__Collected data__:
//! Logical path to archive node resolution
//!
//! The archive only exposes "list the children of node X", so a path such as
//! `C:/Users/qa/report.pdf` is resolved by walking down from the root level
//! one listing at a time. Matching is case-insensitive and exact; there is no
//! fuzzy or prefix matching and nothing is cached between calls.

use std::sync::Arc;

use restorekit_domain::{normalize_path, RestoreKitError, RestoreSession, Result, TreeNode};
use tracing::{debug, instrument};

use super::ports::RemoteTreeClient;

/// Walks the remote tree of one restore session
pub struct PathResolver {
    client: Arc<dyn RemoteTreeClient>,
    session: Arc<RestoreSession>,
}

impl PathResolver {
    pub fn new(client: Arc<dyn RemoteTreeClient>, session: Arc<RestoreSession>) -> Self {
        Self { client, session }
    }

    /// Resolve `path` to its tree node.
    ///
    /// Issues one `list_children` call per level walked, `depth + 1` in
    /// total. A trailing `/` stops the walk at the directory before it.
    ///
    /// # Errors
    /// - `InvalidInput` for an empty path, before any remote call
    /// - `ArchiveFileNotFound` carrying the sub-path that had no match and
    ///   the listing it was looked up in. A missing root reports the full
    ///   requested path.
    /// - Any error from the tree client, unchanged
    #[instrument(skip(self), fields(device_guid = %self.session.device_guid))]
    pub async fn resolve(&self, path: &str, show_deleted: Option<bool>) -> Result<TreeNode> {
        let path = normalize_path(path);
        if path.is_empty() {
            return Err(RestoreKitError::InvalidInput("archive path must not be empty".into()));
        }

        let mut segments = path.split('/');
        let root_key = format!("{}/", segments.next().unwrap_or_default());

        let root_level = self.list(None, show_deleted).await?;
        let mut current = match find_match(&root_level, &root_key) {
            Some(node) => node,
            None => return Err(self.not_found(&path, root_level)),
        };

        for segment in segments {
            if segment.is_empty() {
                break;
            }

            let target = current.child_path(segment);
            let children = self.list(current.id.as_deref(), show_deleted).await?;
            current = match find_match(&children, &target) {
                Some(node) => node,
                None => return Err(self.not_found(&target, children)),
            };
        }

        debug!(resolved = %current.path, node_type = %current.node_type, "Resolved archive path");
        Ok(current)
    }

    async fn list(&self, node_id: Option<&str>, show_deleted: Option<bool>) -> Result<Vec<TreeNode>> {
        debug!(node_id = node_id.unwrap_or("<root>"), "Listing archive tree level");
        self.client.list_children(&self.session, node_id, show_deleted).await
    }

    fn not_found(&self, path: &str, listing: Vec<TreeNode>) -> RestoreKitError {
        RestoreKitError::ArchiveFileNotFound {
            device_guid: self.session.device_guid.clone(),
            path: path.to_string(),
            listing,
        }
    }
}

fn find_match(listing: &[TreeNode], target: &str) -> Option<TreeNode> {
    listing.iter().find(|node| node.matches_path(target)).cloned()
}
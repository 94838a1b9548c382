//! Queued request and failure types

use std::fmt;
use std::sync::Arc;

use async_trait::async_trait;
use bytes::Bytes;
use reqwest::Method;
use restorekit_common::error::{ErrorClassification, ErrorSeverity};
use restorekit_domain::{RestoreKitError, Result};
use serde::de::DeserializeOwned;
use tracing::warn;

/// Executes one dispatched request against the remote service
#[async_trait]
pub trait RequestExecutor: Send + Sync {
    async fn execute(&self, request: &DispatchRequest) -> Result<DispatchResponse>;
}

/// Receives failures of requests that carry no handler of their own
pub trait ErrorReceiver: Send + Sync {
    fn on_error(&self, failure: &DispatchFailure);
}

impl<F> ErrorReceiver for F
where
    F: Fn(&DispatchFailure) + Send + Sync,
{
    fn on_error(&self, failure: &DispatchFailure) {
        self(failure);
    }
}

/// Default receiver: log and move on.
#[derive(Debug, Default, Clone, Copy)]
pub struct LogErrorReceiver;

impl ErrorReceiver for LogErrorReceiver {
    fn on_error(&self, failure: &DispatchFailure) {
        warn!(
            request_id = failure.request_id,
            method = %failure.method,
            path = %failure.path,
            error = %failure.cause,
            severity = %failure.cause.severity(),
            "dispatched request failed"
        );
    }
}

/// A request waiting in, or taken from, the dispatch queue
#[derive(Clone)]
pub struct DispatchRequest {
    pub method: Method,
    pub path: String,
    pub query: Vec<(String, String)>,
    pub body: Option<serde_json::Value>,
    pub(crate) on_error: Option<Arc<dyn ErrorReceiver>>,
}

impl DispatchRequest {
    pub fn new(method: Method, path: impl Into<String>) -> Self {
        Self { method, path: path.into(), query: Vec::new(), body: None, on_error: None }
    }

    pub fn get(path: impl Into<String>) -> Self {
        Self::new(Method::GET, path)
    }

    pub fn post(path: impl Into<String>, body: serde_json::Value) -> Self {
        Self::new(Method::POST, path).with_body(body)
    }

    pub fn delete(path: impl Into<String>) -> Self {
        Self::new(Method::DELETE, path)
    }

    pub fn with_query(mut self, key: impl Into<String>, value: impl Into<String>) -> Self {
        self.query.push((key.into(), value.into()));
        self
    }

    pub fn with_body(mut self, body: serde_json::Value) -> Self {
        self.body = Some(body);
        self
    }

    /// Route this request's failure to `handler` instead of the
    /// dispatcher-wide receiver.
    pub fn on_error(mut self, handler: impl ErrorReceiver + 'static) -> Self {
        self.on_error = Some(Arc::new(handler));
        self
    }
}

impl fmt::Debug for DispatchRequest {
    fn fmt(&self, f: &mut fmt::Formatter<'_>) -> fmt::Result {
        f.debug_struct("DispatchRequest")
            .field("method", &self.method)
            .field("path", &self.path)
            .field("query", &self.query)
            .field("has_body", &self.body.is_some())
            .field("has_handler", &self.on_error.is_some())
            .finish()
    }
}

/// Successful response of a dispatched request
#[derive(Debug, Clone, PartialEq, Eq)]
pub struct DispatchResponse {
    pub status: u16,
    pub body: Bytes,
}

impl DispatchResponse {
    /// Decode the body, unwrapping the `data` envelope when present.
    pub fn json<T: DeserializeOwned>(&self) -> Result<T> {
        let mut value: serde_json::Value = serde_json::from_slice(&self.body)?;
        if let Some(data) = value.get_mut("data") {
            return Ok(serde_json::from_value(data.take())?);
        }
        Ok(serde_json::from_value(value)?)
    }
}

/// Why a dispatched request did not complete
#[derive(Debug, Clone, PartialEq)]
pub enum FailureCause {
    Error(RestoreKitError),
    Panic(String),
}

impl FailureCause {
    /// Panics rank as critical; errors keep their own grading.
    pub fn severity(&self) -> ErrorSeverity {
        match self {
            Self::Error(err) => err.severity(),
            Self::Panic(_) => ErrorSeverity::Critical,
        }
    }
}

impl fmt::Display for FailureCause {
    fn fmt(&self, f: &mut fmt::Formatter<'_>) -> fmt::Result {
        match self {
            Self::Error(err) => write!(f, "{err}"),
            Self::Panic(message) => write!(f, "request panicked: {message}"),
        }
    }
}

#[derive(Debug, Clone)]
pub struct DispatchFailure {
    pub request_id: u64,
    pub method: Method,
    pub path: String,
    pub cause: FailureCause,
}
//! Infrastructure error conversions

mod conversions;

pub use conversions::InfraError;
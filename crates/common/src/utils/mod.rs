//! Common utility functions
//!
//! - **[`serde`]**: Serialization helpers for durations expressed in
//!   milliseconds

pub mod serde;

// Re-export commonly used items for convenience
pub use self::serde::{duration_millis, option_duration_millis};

__WORK REQUIRED__: For each line above that carries the word "tracing", copy it out.

__TASK SOLUTION__:
use tracing::{debug, instrument};
use tracing::warn;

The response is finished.